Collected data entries
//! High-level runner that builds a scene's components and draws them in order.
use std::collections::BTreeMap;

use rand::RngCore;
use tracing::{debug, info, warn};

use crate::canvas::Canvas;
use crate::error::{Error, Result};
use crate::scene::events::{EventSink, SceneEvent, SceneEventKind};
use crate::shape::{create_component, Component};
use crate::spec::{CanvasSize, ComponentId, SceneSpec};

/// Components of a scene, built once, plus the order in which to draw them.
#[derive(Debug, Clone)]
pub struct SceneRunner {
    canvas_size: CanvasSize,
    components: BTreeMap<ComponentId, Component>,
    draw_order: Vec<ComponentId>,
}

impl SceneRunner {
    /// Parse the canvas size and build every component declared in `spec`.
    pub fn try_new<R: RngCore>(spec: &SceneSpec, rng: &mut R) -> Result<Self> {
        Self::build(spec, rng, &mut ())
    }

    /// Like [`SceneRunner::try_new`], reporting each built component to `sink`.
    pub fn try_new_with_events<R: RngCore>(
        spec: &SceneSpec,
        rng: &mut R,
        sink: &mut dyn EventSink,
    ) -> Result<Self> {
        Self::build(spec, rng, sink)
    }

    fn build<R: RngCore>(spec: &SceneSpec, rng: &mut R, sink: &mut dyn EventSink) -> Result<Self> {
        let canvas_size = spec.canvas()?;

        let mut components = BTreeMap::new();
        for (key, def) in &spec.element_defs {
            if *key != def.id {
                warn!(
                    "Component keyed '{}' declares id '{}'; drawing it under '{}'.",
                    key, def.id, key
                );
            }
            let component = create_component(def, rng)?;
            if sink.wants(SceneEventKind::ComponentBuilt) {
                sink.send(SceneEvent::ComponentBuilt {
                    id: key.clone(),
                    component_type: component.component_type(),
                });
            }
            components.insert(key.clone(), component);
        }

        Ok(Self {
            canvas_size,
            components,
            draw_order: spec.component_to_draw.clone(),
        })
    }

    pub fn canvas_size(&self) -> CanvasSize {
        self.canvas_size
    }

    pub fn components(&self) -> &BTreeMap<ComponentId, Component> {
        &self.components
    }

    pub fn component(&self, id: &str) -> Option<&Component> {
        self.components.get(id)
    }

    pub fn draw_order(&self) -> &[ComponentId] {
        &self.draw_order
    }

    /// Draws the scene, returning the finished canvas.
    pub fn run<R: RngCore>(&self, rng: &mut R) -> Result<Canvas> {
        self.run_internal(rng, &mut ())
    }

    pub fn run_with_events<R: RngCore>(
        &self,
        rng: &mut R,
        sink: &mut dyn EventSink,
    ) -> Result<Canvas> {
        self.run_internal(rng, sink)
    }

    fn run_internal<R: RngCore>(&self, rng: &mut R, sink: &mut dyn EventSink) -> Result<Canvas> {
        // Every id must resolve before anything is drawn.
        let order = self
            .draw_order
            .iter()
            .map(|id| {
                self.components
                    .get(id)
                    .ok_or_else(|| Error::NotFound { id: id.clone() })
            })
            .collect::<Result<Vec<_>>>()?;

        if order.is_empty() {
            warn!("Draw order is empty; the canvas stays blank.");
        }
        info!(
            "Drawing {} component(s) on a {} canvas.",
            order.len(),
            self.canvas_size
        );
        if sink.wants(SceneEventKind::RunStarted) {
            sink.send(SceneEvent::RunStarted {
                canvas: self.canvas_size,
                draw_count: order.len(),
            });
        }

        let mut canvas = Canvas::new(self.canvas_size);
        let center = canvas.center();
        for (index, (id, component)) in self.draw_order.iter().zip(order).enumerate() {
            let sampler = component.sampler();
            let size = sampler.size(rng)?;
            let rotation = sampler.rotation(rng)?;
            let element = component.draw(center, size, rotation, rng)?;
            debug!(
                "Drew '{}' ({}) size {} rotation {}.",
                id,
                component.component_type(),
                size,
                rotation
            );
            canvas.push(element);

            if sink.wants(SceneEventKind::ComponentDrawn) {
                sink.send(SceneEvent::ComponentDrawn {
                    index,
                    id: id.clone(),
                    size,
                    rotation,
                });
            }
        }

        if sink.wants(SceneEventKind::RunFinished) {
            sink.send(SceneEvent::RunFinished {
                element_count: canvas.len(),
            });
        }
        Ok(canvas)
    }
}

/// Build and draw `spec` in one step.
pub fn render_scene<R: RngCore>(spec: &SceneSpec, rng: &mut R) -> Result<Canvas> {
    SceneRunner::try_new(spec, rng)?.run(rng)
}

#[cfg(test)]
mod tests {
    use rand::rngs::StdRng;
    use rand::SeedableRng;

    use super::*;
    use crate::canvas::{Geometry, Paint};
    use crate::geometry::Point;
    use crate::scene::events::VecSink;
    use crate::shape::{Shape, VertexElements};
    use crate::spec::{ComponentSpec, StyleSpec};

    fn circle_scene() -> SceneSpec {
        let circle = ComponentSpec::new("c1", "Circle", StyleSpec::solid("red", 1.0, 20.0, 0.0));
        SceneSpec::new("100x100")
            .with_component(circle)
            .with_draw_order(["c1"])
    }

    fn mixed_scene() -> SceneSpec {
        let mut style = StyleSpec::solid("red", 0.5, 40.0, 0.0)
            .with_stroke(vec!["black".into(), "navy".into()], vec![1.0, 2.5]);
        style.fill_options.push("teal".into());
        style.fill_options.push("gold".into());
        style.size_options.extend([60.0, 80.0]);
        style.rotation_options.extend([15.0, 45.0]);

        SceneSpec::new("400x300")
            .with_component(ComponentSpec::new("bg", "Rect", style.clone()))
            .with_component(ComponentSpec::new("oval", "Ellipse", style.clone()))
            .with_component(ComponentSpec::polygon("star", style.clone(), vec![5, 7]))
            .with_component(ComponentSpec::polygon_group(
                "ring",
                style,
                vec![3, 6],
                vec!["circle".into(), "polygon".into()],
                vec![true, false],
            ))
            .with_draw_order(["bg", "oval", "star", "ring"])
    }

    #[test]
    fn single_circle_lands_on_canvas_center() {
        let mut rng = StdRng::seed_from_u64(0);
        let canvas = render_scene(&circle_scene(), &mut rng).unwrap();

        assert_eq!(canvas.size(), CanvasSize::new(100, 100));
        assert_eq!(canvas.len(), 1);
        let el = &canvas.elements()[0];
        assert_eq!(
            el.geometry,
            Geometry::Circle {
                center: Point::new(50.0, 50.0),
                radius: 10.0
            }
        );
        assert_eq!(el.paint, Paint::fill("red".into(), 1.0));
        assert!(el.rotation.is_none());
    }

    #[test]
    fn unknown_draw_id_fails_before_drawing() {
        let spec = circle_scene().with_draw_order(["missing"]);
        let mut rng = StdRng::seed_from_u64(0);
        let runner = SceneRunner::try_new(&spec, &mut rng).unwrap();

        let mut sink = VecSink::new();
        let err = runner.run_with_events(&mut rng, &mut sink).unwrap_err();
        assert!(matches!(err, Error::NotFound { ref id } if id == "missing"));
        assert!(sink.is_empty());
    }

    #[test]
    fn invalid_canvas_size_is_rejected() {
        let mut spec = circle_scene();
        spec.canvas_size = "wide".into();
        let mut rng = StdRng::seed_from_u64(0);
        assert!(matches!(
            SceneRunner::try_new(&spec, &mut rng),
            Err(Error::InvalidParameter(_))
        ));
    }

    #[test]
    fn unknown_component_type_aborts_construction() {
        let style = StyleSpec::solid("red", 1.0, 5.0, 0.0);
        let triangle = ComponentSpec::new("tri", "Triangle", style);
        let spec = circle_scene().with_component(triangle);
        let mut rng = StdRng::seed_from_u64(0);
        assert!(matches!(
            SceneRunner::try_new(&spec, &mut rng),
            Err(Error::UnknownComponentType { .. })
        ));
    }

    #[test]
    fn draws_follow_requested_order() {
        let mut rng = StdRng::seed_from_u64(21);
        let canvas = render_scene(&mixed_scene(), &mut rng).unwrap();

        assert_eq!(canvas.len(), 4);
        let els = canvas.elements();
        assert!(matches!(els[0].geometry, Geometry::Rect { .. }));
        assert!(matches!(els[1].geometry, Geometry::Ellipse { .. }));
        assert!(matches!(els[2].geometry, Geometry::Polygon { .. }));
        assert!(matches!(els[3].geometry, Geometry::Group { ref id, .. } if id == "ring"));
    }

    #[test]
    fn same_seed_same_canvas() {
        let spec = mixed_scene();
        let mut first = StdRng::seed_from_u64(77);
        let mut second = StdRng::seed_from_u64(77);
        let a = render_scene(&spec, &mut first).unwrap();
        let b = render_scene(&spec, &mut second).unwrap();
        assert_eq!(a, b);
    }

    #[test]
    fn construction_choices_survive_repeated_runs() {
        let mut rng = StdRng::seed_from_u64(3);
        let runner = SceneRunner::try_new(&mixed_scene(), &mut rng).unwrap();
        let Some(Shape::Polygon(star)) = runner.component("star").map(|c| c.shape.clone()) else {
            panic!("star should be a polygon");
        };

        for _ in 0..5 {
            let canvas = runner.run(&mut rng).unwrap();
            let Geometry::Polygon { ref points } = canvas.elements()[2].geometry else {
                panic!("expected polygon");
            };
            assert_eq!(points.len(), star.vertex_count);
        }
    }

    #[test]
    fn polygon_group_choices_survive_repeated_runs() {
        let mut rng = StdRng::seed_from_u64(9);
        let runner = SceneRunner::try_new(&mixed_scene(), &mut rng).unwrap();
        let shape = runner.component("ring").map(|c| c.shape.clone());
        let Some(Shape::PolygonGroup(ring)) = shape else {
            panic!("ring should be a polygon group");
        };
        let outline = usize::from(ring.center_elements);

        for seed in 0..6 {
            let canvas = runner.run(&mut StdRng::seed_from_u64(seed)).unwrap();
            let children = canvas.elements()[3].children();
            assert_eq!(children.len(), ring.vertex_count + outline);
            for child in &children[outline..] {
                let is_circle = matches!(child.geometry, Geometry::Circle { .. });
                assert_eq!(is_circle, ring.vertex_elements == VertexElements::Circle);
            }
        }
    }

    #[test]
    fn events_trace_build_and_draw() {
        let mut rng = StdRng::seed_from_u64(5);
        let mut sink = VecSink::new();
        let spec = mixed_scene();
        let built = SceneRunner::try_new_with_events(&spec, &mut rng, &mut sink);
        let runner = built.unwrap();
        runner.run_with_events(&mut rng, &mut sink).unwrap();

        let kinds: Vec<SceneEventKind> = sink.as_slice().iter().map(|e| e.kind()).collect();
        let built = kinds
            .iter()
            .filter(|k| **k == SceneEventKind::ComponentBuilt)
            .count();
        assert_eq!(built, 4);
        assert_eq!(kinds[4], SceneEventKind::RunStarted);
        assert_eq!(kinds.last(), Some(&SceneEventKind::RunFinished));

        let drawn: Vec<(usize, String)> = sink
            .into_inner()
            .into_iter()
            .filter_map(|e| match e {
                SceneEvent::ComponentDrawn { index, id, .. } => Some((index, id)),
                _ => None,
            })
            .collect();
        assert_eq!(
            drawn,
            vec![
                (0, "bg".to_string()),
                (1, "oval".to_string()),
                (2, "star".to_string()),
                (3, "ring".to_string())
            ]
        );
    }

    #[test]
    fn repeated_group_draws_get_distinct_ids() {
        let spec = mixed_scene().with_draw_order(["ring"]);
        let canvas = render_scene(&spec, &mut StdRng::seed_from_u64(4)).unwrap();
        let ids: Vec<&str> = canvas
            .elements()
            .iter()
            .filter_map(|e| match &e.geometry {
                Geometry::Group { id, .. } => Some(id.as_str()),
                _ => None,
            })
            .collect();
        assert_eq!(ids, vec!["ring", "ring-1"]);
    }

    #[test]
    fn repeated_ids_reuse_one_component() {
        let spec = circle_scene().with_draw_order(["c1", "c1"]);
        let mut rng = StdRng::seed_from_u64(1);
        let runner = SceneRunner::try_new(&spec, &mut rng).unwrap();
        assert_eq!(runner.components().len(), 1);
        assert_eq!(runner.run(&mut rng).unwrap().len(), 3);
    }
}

What this task involves
Each line in the data that holds the string "RngCore" must be returned.

Task response
use rand::RngCore;
    pub fn try_new<R: RngCore>(spec: &SceneSpec, rng: &mut R) -> Result<Self> {
    pub fn try_new_with_events<R: RngCore>(
    fn build<R: RngCore>(spec: &SceneSpec, rng: &mut R, sink: &mut dyn EventSink) -> Result<Self> {
    pub fn run<R: RngCore>(&self, rng: &mut R) -> Result<Canvas> {
    pub fn run_with_events<R: RngCore>(
    fn run_internal<R: RngCore>(&self, rng: &mut R, sink: &mut dyn EventSink) -> Result<Canvas> {
pub fn render_scene<R: RngCore>(spec: &SceneSpec, rng: &mut R) -> Result<Canvas> {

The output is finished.